A major concern about Omicron is the large number of mutations in the Spike protein, including ∼15 amino acid changes in the Spike receptor binding domain (RBD). In vitro data indicate that these mutations have a substantial effect on evading antibody responses in convalescent or mRNA vaccinated (Pfizer BNT162b2 or Moderna mRNA-1273) individuals. This effect is more pronounced than other VOC, with a ∼10 to ∼40-fold reduction in neutralization capacity compared to wild-type virus using either pseudovirus or live virus neutralization assays, and little to no neutralizing activity against Omicron detected at >6 months after the primary 2-dose vaccine series (8–11).
In addition to circulating antibodies, memory B cells represent an important source of long-term immunity (12, 13). In contrast to antibodies that decline over the first 3-6 months post vaccination (14), antigen-specific memory B cells appear highly stable over time (15). Upon re-exposure to antigen, either through vaccination or infection, these memory B cells can differentiate into antibody secreting cells and rapidly produce new antibodies (16). Indeed, recent non-human primate studies of mRNA vaccination highlight recall antibody responses from memory B cells as a key factor in protection from severe COVID-19 pathology in the lungs (17). Previous work has shown that mRNA vaccines induce robust memory B cell responses that continue to evolve via germinal centers for months after primary vaccination (15, 18–21). As a result, immunization with mRNA vaccines encoding the original Wuhan Spike protein generates a population of high-affinity memory B cells that can bind the Alpha, Beta, and Delta variants and produce neutralizing antibodies upon restimulation.

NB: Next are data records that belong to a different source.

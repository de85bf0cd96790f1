//! Worker Client Module
//!
//! Caller side of the worker channel: hands out request ids, keeps a table of
//! waiters keyed by id, routes each response to its waiter regardless of
//! arrival order, and gives up on requests that outlive the timeout.

use std::collections::HashMap;
use std::sync::Arc;
use std::time::Duration;

use base64::{engine::general_purpose::STANDARD as BASE64_STANDARD, Engine as _};
use parking_lot::Mutex;
use serde::de::DeserializeOwned;
use serde_json::Value;
use tokio::sync::{mpsc, oneshot};
use tokio::task::JoinHandle;
use tracing::{debug, warn};
use uuid::Uuid;

use crate::cache::Arbitrary;
use crate::codec::{self, CompressionOutput};
use crate::error::{CacheError, Result};
use crate::worker::protocol::{
    BatchItem, BatchItemResult, CompressResult, EvictionCandidate, EvictionRequest,
    MemoryUsageReport, OperationTag, RequestEnvelope, ResponseEnvelope,
};
use crate::worker::unit::{spawn_unit, ComputationUnit};

/// Buffered messages per direction.
pub const WORKER_CHANNEL_CAPACITY: usize = 256;

type PendingTable = Arc<Mutex<HashMap<Uuid, oneshot::Sender<ResponseEnvelope>>>>;

// == Worker Client ==
pub struct WorkerClient {
    outbox: mpsc::Sender<String>,
    pending: PendingTable,
    timeout: Duration,
    router: JoinHandle<()>,
    unit: Option<JoinHandle<()>>,
}

impl WorkerClient {
    // == Constructors ==
    /// Starts `unit` on its own task and connects to it.
    pub fn spawn(unit: ComputationUnit, timeout: Duration) -> Self {
        let (req_tx, req_rx) = mpsc::channel(WORKER_CHANNEL_CAPACITY);
        let (resp_tx, resp_rx) = mpsc::channel(WORKER_CHANNEL_CAPACITY);
        let unit_handle = spawn_unit(unit, req_rx, resp_tx);

        let mut client = Self::connect(req_tx, resp_rx, timeout);
        client.unit = Some(unit_handle);
        client
    }

    /// Talks to whatever sits at the other end of the two channels.
    pub fn connect(
        outbox: mpsc::Sender<String>,
        inbox: mpsc::Receiver<String>,
        timeout: Duration,
    ) -> Self {
        let pending: PendingTable = Arc::new(Mutex::new(HashMap::new()));
        let router = spawn_router(inbox, pending.clone());

        Self {
            outbox,
            pending,
            timeout,
            router,
            unit: None,
        }
    }

    /// Requests still waiting for a response.
    pub fn pending_count(&self) -> usize {
        self.pending.lock().len()
    }

    pub fn timeout(&self) -> Duration {
        self.timeout
    }

    // == Send ==
    /// Sends an envelope and waits for the response with the same id.
    ///
    /// The waiter is removed however the call ends (response, timeout, or the
    /// future being dropped), so a late response is discarded.
    pub async fn send(&self, request: RequestEnvelope) -> Result<ResponseEnvelope> {
        let id = request.id;
        let raw =
            serde_json::to_string(&request).map_err(|e| CacheError::Internal(e.to_string()))?;

        let (tx, rx) = oneshot::channel();
        {
            let mut pending = self.pending.lock();
            if pending.contains_key(&id) {
                return Err(CacheError::InvalidRequest(format!(
                    "request id {} is already in flight",
                    id
                )));
            }
            pending.insert(id, tx);
        }
        let _slot = PendingSlot {
            pending: &self.pending,
            id,
        };

        debug!(%id, op = %request.op_type, "Worker request dispatched");
        if self.outbox.send(raw).await.is_err() {
            return Err(CacheError::WorkerUnavailable(
                "request channel closed".to_string(),
            ));
        }

        match tokio::time::timeout(self.timeout, rx).await {
            Ok(Ok(response)) => Ok(response),
            Ok(Err(_)) => Err(CacheError::WorkerUnavailable(
                "worker stopped before responding".to_string(),
            )),
            Err(_) => {
                warn!(
                    %id,
                    timeout_ms = self.timeout.as_millis() as u64,
                    "Worker request timed out"
                );
                Err(CacheError::WorkerTimeout {
                    id,
                    timeout_ms: self.timeout.as_millis() as u64,
                })
            }
        }
    }

    /// Runs one operation and returns its raw result.
    pub async fn request(&self, tag: OperationTag, data: Value) -> Result<Value> {
        self.send(RequestEnvelope::new(tag, data))
            .await?
            .into_result()
    }

    async fn request_as<T: DeserializeOwned>(&self, tag: OperationTag, data: Value) -> Result<T> {
        let result = self.request(tag, data).await?;
        serde_json::from_value(result)
            .map_err(|e| CacheError::Internal(format!("unexpected {} result: {}", tag, e)))
    }

    // == Typed Operations ==
    pub async fn serialize(&self, value: &Arbitrary) -> Result<String> {
        self.request_as(OperationTag::SerializeData, codec::to_json(value)?)
            .await
    }

    pub async fn deserialize(&self, text: &str) -> Result<Arbitrary> {
        let result = self
            .request(OperationTag::DeserializeData, Value::String(text.to_string()))
            .await?;
        codec::from_json(result)
    }

    pub async fn compress(&self, text: &str) -> Result<CompressionOutput> {
        let result: CompressResult = self
            .request_as(OperationTag::CompressData, Value::String(text.to_string()))
            .await?;
        let compressed = BASE64_STANDARD
            .decode(result.compressed.as_bytes())
            .map_err(|e| CacheError::Compression(e.to_string()))?;

        Ok(CompressionOutput {
            compressed,
            compression_ratio_percent: result.compression_ratio_percent,
        })
    }

    pub async fn decompress(&self, bytes: &[u8]) -> Result<String> {
        self.request_as(
            OperationTag::DecompressData,
            Value::String(BASE64_STANDARD.encode(bytes)),
        )
        .await
    }

    pub async fn batch(&self, items: Vec<BatchItem>) -> Result<Vec<BatchItemResult>> {
        let data = serde_json::to_value(items).map_err(|e| CacheError::Internal(e.to_string()))?;
        self.request_as(OperationTag::BatchOperations, data).await
    }

    pub async fn memory_usage(&self, entries: &[(String, Arbitrary)]) -> Result<MemoryUsageReport> {
        let data =
            serde_json::to_value(entries).map_err(|e| CacheError::Serialization(e.to_string()))?;
        self.request_as(OperationTag::CalculateMemoryUsage, data)
            .await
    }

    pub async fn eviction_analysis(
        &self,
        request: &EvictionRequest,
    ) -> Result<Vec<EvictionCandidate>> {
        let data =
            serde_json::to_value(request).map_err(|e| CacheError::Serialization(e.to_string()))?;
        self.request_as(OperationTag::SmartEvictionAnalysis, data)
            .await
    }
}

impl Drop for WorkerClient {
    fn drop(&mut self) {
        self.router.abort();
        if let Some(unit) = &self.unit {
            unit.abort();
        }
    }
}

// == Pending Slot ==
/// Removes a waiter from the table when its `send` call ends, including when
/// the caller drops the future before a response arrives.
struct PendingSlot<'a> {
    pending: &'a PendingTable,
    id: Uuid,
}

impl Drop for PendingSlot<'_> {
    fn drop(&mut self) {
        self.pending.lock().remove(&self.id);
    }
}

// == Router ==
/// Delivers each response to the waiter registered under its id.
///
/// When the inbox closes every remaining waiter is dropped, which fails
/// their `send` with `WorkerUnavailable`.
fn spawn_router(mut inbox: mpsc::Receiver<String>, pending: PendingTable) -> JoinHandle<()> {
    tokio::spawn(async move {
        while let Some(raw) = inbox.recv().await {
            let response: ResponseEnvelope = match serde_json::from_str(&raw) {
                Ok(response) => response,
                Err(err) => {
                    warn!(error = %err, "Discarded undecodable worker response");
                    continue;
                }
            };

            let waiter = pending.lock().remove(&response.id);
            match waiter {
                Some(tx) => {
                    let _ = tx.send(response);
                }
                None => debug!(id = %response.id, "No waiter for response, dropping"),
            }
        }

        let abandoned = {
            let mut table = pending.lock();
            let count = table.len();
            table.clear();
            count
        };
        if abandoned > 0 {
            warn!(abandoned, "Worker channel closed with requests in flight");
        }
    })
}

Serologic data indicate that antibody responses to Omicron can be at least partially boosted in the short-term (up to ∼1 month) after a 3rd vaccine dose (22–25), suggesting that immunological memory generated by 2-dose vaccination has some reactivity against the Omicron Spike protein. A 3rd vaccine dose also provides increased protection from Omicron variant infection (26). However, it is unclear how long these boosted antibody responses to Omicron may last and what percent of memory B cells retain binding to Omicron and other variants. Moreover, the dynamics of memory B cell responses in humans are poorly understood, and whether boosting with the original Wuhan Spike can overcome antigenic changes by efficiently reactivating Omicron-binding memory B cells is unknown. Finally, it remains unclear what features of immunity induced by 2-dose vaccination determine optimal boosting following a 3rd vaccine dose, and how immune responses are affected by additional antigen encounters beyond a 3-dose vaccine schedule. The answers to these questions should inform how to optimize the use of additional vaccine doses for protection against Omicron and future VOC.
Results
Study Design
We examined antibody and memory B cell responses to SARS-CoV-2 in a longitudinal cohort of 61 individuals receiving mRNA vaccines (Pfizer BNT162b2 or Moderna mRNA-1273). This cohort has been previously described through 6 months post-2 doses of mRNA vaccine (15, 18, 27). 45 individuals were infection naïve and 16 had recovered from a prior infection. Paired serum and peripheral blood mononuclear cell (PBMC) samples were collected at 10 different timepoints, ranging from pre-vaccine baseline through ∼9-10 months post-primary 2-dose vaccination, as well as prior to a 3rd vaccine dose, ∼ 2 weeks post-3rd dose, and ∼3 months post-3rd dose (figure 1A). Seven individuals had a confirmed post-vaccination (i.e., breakthrough) infection during the study period and are indicated in all analyses. Additional cohort information is provided in table S1.
Antibody Responses
As previously described, 2-dose mRNA vaccination in previously uninfected individuals induced high titers of anti-Spike and anti-RBD binding antibodies, as well as neutralization titers against wild-type (D614G) pseudovirus (figure 1B-D) (15, 18). Vaccination in individuals with a prior SARS-CoV-2 infection (commonly referred to as “hybrid immunity”) resulted in even higher antibody titers after the first dose, consistent with an anamnestic response from pre-vaccination immunological memory (figure 1B-D). Although the absolute magnitude of antibody responses differed between COVID naïve and COVID recovered vaccinees, the decay rates from peak responses (∼1 week after the 2nd dose) to ∼6 months post-primary vaccination were similar in both groups (figure 1B-D). This decay slowed over time and antibody titers stabilized between 6- and 9-months post-vaccination for both groups, with little to no decrease in neutralizing antibody titers after 6 months (figure 1B-D). These findings are consistent with ongoing antibody production from long-lived plasma cells in the later phases of immune memory after vaccination.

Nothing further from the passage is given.